Melatonin improves adverse vascular remodelling and redox homeostasis in monocrotaline-induced pulmonary arterial hypertension.

Abstract

This study explored the effects of melatonin on cardiac and vascular function, and redox homeostasis in model PAH. Male Wistar rats were divided into: control (CTR), monocrotaline [MCT (60 mg/kg, single dose i.p)], monocrotaline + sildenafil [MCT + SIL (50 mg/kg/day)], and monocrotaline + melatonin [MCT + MEL (10 mg/kg/day)]. This protocol lasted 21 days. Echocardiographic, morphometric, histological, vascular reactivity, and oxidative/nitrosative stress analyses were performed. The reduced diastolic function and AT/ET ratio in the MCT group were partially attenuated by melatonin and sildenafil treatment (p < 0.05). Increased RV hypertrophy and pulmonary congestion were reduced by both treatments (p < 0.05). MCT-induced pulmonary arteriolar muscle layer hypertrophy was also reduced by both treatments (p < 0.05).
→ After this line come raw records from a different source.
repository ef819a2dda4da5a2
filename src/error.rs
//! Error types for `deadlines`.

use crate::form::ValidationError;

/// Errors that can occur while tracking deadlines.
#[derive(Debug, thiserror::Error)]
pub enum Error {
    /// An I/O error occurred.
    #[error("I/O error: {0}")]
    Io(#[from] std::io::Error),

    /// A JSON parsing error occurred.
    #[error("JSON error: {0}")]
    Json(#[from] serde_json::Error),

    /// A YAML parsing error occurred.
    #[error("YAML error: {0}")]
    Yaml(#[from] serde_yaml::Error),

    /// A `SQLite` database error occurred.
    #[error("Database error: {0}")]
    Database(#[from] rusqlite::Error),

    /// An image could not be decoded or re-encoded.
    #[error("Image conversion failed: {0}")]
    Image(#[from] image::ImageError),

    /// User input was rejected before anything was stored.
    #[error("{0}")]
    Validation(#[from] ValidationError),

    /// Writing the task collection would exceed the storage quota.
    #[error(
        "Storage quota exceeded ({needed} bytes needed, {quota} allowed); \
         try a smaller cover image"
    )]
    QuotaExceeded {
        /// Size of the rejected value in bytes.
        needed: usize,
        /// Configured quota in bytes.
        quota: usize,
    },

    /// No task with the given id exists.
    #[error("Task not found: {0}")]
    TaskNotFound(i64),

    /// Every id after the largest stored one is out of range.
    #[error("No task id available after {0}")]
    IdOverflow(i64),

    /// No image with the given id exists.
    #[error("Image not found: {0}")]
    ImageNotFound(i64),

    /// An unknown view scope name was given.
    #[error("invalid scope: '{0}' (must be one of: active, archive, all, tag)")]
    InvalidScope(String),

    /// The configuration is unusable.
    #[error("Config error: {0}")]
    Config(String),

    /// A template error occurred.
    #[error("Template error: {0}")]
    Template(String),
}

/// A specialized Result type for this crate.
pub type Result<T> = std::result::Result<T, Error>;
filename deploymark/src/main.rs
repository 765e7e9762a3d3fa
//! deploymark - Entry Point
//!
//! Marks a commit for deployment to one deploy group, optionally waits for
//! the fleet to pick it up, and rolls back when it does not.

use std::collections::HashMap;
use std::env;

use anyhow::Context;
use colored::Colorize;
use tracing::{error, info};

use deploymark::app::options::MarkOptions;
use deploymark::app::run::{mark_for_deployment, RunSummary};
use deploymark::logs::{init_logging, LogLevel, LogOptions};
use deploymark::storage::layout::StorageLayout;
use deploymark::storage::settings::Settings;
use deploymark::utils::{short_sha, version_info};

#[tokio::main]
async fn main() {
    // Parse command line arguments
    let args: Vec<String> = env::args().collect();
    let mut cli_args: HashMap<String, String> = HashMap::new();

    for arg in args.iter().skip(1) {
        if let Some((key, value)) = arg.split_once('=') {
            // Handle --key=value format
            let clean_key = key.trim_start_matches('-');
            cli_args.insert(clean_key.to_string(), value.to_string());
        } else if arg.starts_with("--") {
            // Handle standalone flags like --block
            let clean_key = arg.trim_start_matches('-');
            cli_args.insert(clean_key.to_string(), "true".to_string());
        }
    }

    // Print version and exit
    if cli_args.contains_key("version") {
        match serde_json::to_string_pretty(&version_info()) {
            Ok(version) => println!("{}", version),
            Err(e) => eprintln!("Failed to render version: {e}"),
        }
        return;
    }

    let options = match MarkOptions::from_args(&cli_args) {
        Ok(options) => options,
        Err(e) => {
            eprintln!("{}", e.to_string().red());
            eprintln!(
                "usage: deploymark --service=S --deploy-group=G --commit=SHA [--git-url=U] \
                 [--block] [--auto-rollback] [--timeout=SECS] [--verify-image] \
                 [--soa-dir=D] [--config-dir=D] [--verbose]"
            );
            std::process::exit(1);
        }
    };

    let layout = match cli_args.get("config-dir") {
        Some(dir) => StorageLayout::new(dir),
        None => StorageLayout::default(),
    };

    let settings = match load_settings(&layout).await {
        Ok(settings) => settings,
        Err(e) => {
            eprintln!("{}", format!("{e:#}").red());
            std::process::exit(1);
        }
    };

    // Initialize logging
    let mut log_options = LogOptions {
        log_level: settings.log_level.clone(),
        json_format: settings.log_json,
        ..Default::default()
    };
    if options.verbose {
        log_options.log_level = LogLevel::Debug;
    }
    if settings.log_to_file {
        if let Err(e) = layout.setup().await {
            eprintln!("Failed to create {}: {e}", layout.base_dir.display());
        }
        log_options.log_dir = Some(layout.logs_dir().path().to_path_buf());
    }
    let _log_guard = match init_logging(log_options) {
        Ok(guard) => guard,
        Err(e) => {
            eprintln!("Failed to initialize logging: {e}");
            None
        }
    };

    info!(
        "Marking {} of {} for {}",
        short_sha(&options.commit),
        options.service,
        options.deploy_group
    );
    let summary = match mark_for_deployment(&options, &settings, &layout, await_shutdown_signal())
        .await
        .with_context(|| format!("Unable to mark {} for deployment", options.service))
    {
        Ok(summary) => summary,
        Err(e) => {
            error!("{e:#}");
            eprintln!("{}", format!("{e:#}").red());
            std::process::exit(1);
        }
    };

    print_summary(&options, &summary);
    std::process::exit(summary.exit.code());
}

async fn load_settings(layout: &StorageLayout) -> anyhow::Result<Settings> {
    let settings_file = layout.settings_file();
    if !settings_file.exists().await {
        return Ok(Settings::default());
    }
    settings_file
        .read_json::<Settings>()
        .await
        .with_context(|| format!("Unable to read settings file {}", settings_file.path().display()))
}

fn print_summary(options: &MarkOptions, summary: &RunSummary) {
    let line = format!(
        "{}.{} -> {}: {}",
        options.service,
        options.deploy_group,
        short_sha(&summary.commit),
        summary.state
    );
    let line = match &summary.reason {
        Some(reason) => format!("{line} ({reason})"),
        None => line,
    };

    if summary.exit.is_success() {
        println!("{}", line.green());
    } else {
        println!("{}", line.red());
        if let Some(old) = &summary.old_commit {
            println!("previous commit: {}", short_sha(old).yellow());
        }
    }
}

async fn await_shutdown_signal() {
    #[cfg(unix)]
    {
        use tokio::signal::unix::{signal, SignalKind};
        let mut sigterm = match signal(SignalKind::terminate()) {
            Ok(sigterm) => sigterm,
            Err(e) => {
                error!("Failed to listen for SIGTERM: {e}");
                let _ = tokio::signal::ctrl_c().await;
                return;
            }
        };

        tokio::select! {
            _ = sigterm.recv() => {
                info!("SIGTERM received");
            }
            _ = tokio::signal::ctrl_c() => {
                info!("Ctrl+C received");
            }
        }
    }

    #[cfg(not(unix))]
    {
        if let Err(e) = tokio::signal::ctrl_c().await {
            error!("Failed to listen for Ctrl+C: {e}");
            std::future::pending::<()>().await;
        }
        info!("Ctrl+C received");
    }
}
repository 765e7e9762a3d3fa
//! HTTP plumbing

pub mod client;
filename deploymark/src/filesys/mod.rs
//! Filesystem helpers

pub mod dir;
pub mod file;
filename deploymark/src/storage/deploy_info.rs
//! Per-service deploy configuration (`<soa_dir>/<service>/deploy.json`)

use std::path::Path;

use serde::{Deserialize, Serialize};

use crate::errors::DeployError;
use crate::filesys::file::File;

/// A lifecycle event that may produce a chat notification
#[derive(Debug, Clone, Copy, PartialEq, Eq)]
pub enum NotifyEvent {
    AfterMark,
    AfterGoodDeploy,
    AfterAutoRollback,
    AfterAbort,
}

/// One step of a service's deploy pipeline
#[derive(Debug, Clone, Default, PartialEq, Eq, Serialize, Deserialize)]
pub struct PipelineStep {
    /// Deploy group this step targets
    pub step: String,

    /// Default for every notification of this step
    #[serde(default, skip_serializing_if = "Option::is_none")]
    pub slack_notify: Option<bool>,

    #[serde(default, skip_serializing_if = "Option::is_none")]
    pub notify_after_mark: Option<bool>,

    #[serde(default, skip_serializing_if = "Option::is_none")]
    pub notify_after_good_deploy: Option<bool>,

    #[serde(default, skip_serializing_if = "Option::is_none")]
    pub notify_after_auto_rollback: Option<bool>,

    #[serde(default, skip_serializing_if = "Option::is_none")]
    pub notify_after_abort: Option<bool>,
}

impl PipelineStep {
    pub fn new(step: impl Into<String>) -> Self {
        Self {
            step: step.into(),
            ..Default::default()
        }
    }

    /// Whether `event` should notify: the per-event flag wins, then
    /// `slack_notify`, then off.
    pub fn should_notify(&self, event: NotifyEvent) -> bool {
        let specific = match event {
            NotifyEvent::AfterMark => self.notify_after_mark,
            NotifyEvent::AfterGoodDeploy => self.notify_after_good_deploy,
            NotifyEvent::AfterAutoRollback => self.notify_after_auto_rollback,
            NotifyEvent::AfterAbort => self.notify_after_abort,
        };
        specific.or(self.slack_notify).unwrap_or(false)
    }
}

/// Deploy configuration of one service
#[derive(Debug, Clone, Default, PartialEq, Eq, Serialize, Deserialize)]
pub struct DeployInfo {
    #[serde(default)]
    pub pipeline: Vec<PipelineStep>,

    #[serde(default)]
    pub slack_channels: Vec<String>,

    /// Overrides the default git URL of the service
    #[serde(default, skip_serializing_if = "Option::is_none")]
    pub git_url: Option<String>,
}

impl DeployInfo {
    /// Find the pipeline step for a deploy group
    pub fn step(&self, deploy_group: &str) -> Option<&PipelineStep> {
        self.pipeline.iter().find(|step| step.step == deploy_group)
    }

    /// Validate that `deploy_group` is part of the pipeline
    pub fn require_step(&self, deploy_group: &str) -> Result<&PipelineStep, DeployError> {
        self.step(deploy_group).ok_or_else(|| {
            let known: Vec<&str> = self.pipeline.iter().map(|s| s.step.as_str()).collect();
            DeployError::ValidationError(format!(
                "deploy group {} is not in the pipeline (known: {})",
                deploy_group,
                known.join(", ")
            ))
        })
    }
}

/// Load `<soa_dir>/<service>/deploy.json`
pub async fn load_deploy_info(soa_dir: &Path, service: &str) -> Result<DeployInfo, DeployError> {
    let file = File::new(soa_dir.join(service).join("deploy.json"));
    if !file.exists().await {
        return Err(DeployError::ConfigError(format!(
            "{} not found for service {}",
            file.path().display(),
            service
        )));
    }
    file.read_json().await
}
//! Slack request signing (`X-Slack-Signature`, version `v0`)

use hmac::{Hmac, Mac};
use secrecy::{ExposeSecret, SecretString};
use sha2::Sha256;

use crate::errors::DeployError;

type HmacSha256 = Hmac<Sha256>;

pub const SIGNATURE_HEADER: &str = "x-slack-signature";
pub const TIMESTAMP_HEADER: &str = "x-slack-request-timestamp";

const VERSION: &str = "v0";

/// Requests older (or newer) than this are replays
pub const MAX_CLOCK_SKEW_SECS: i64 = 300;

fn mac(secret: &SecretString, timestamp: &str, body: &[u8]) -> Result<HmacSha256, DeployError> {
    let mut mac = HmacSha256::new_from_slice(secret.expose_secret().as_bytes())
        .map_err(|e| DeployError::SignatureError(e.to_string()))?;
    mac.update(format!("{}:{}:", VERSION, timestamp).as_bytes());
    mac.update(body);
    Ok(mac)
}

/// Signature Slack would send for `body` at `timestamp`
pub fn sign(secret: &SecretString, timestamp: &str, body: &[u8]) -> Result<String, DeployError> {
    let digest = mac(secret, timestamp, body)?.finalize().into_bytes();
    Ok(format!("{}={}", VERSION, hex::encode(digest)))
}

/// Check a request's signature headers against the raw body.
///
/// `now` is the current unix time in seconds.
pub fn verify_slack_signature(
    secret: &SecretString,
    timestamp: Option<&str>,
    signature: Option<&str>,
    body: &[u8],
    now: i64,
) -> Result<(), DeployError> {
    let timestamp =
        timestamp.ok_or_else(|| DeployError::SignatureError("missing request timestamp".to_string()))?;
    let signature =
        signature.ok_or_else(|| DeployError::SignatureError("missing signature".to_string()))?;

    let sent_at: i64 = timestamp
        .parse()
        .map_err(|_| DeployError::SignatureError(format!("bad timestamp '{}'", timestamp)))?;
    if (now - sent_at).abs() > MAX_CLOCK_SKEW_SECS {
        return Err(DeployError::SignatureError(format!(
            "request timestamp {} is too far from now ({})",
            sent_at, now
        )));
    }

    let digest = signature
        .strip_prefix("v0=")
        .and_then(|hex_digest| hex::decode(hex_digest).ok())
        .ok_or_else(|| DeployError::SignatureError("malformed signature".to_string()))?;

    mac(secret, timestamp, body)?
        .verify_slice(&digest)
        .map_err(|_| DeployError::SignatureError("signature mismatch".to_string()))
}
//! Slack Web API client

use async_trait::async_trait;
use secrecy::SecretString;
use slack_models::{Block, PostMessageRequest, PostMessageResponse};
use tracing::{debug, warn};

use crate::errors::DeployError;
use crate::http::client::HttpClient;

/// Result of posting to one channel
pub type PostResult = PostMessageResponse;

/// Message content: fallback text plus optional Block Kit layout
#[derive(Debug, Clone, PartialEq)]
pub struct ChatContent {
    pub text: String,
    pub blocks: Option<Vec<Block>>,
}

impl ChatContent {
    pub fn text(text: impl Into<String>) -> Self {
        Self {
            text: text.into(),
            blocks: None,
        }
    }

    pub fn with_blocks(text: impl Into<String>, blocks: Vec<Block>) -> Self {
        Self {
            text: text.into(),
            blocks: Some(blocks),
        }
    }
}

/// Posts messages to chat channels.
///
/// A failure on one channel is reported in its result and does not stop
/// the remaining channels.
#[async_trait]
pub trait ChatPoster: Send + Sync {
    async fn post(&self, channels: &[String], content: &ChatContent) -> Result<Vec<PostResult>, DeployError>;
}

/// Posts through `chat.postMessage`
pub struct SlackClient {
    http: HttpClient,
}

impl SlackClient {
    pub fn new(api_base_url: &str, token: SecretString) -> Result<Self, DeployError> {
        Ok(Self {
            http: HttpClient::with_token(api_base_url, token)?,
        })
    }
}

#[async_trait]
impl ChatPoster for SlackClient {
    async fn post(&self, channels: &[String], content: &ChatContent) -> Result<Vec<PostResult>, DeployError> {
        let mut results = Vec::with_capacity(channels.len());
        for channel in channels {
            let request = PostMessageRequest {
                channel: channel.clone(),
                text: content.text.clone(),
                blocks: content.blocks.clone(),
                thread_ts: None,
            };
            let response: PostMessageResponse =
                match self.http.post(&["chat.postMessage"], &request).await {
                    Ok(response) => response,
                    Err(e) => {
                        warn!("Failed to post to {}: {}", channel, e);
                        PostMessageResponse {
                            ok: false,
                            error: Some(e.to_string()),
                            channel: Some(channel.clone()),
                            ts: None,
                        }
                    }
                };
            if !response.ok {
                warn!(
                    "Slack rejected message to {}: {}",
                    channel,
                    response.error.as_deref().unwrap_or("unknown error")
                );
            }
            results.push(response);
        }
        Ok(results)
    }
}

/// Stand-in used when no Slack token is configured
pub struct LogOnlyPoster;

#[async_trait]
impl ChatPoster for LogOnlyPoster {
    async fn post(&self, channels: &[String], content: &ChatContent) -> Result<Vec<PostResult>, DeployError> {
        debug!("Slack disabled, not posting to {:?}: {}", channels, content.text);
        Ok(Vec::new())
    }
}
MCT and MCT + SIL present diminished vasorelaxation as compared to control (p < 0.05). Augmented oxidative/nitrosative stress and reduced glutathione-s-transferase activity in MCT were mitigated by both treatments (p < 0.05). Then, melatonin was as effective as sildenafil against PAH-induced oxidative stress and pathological vascular remodelling.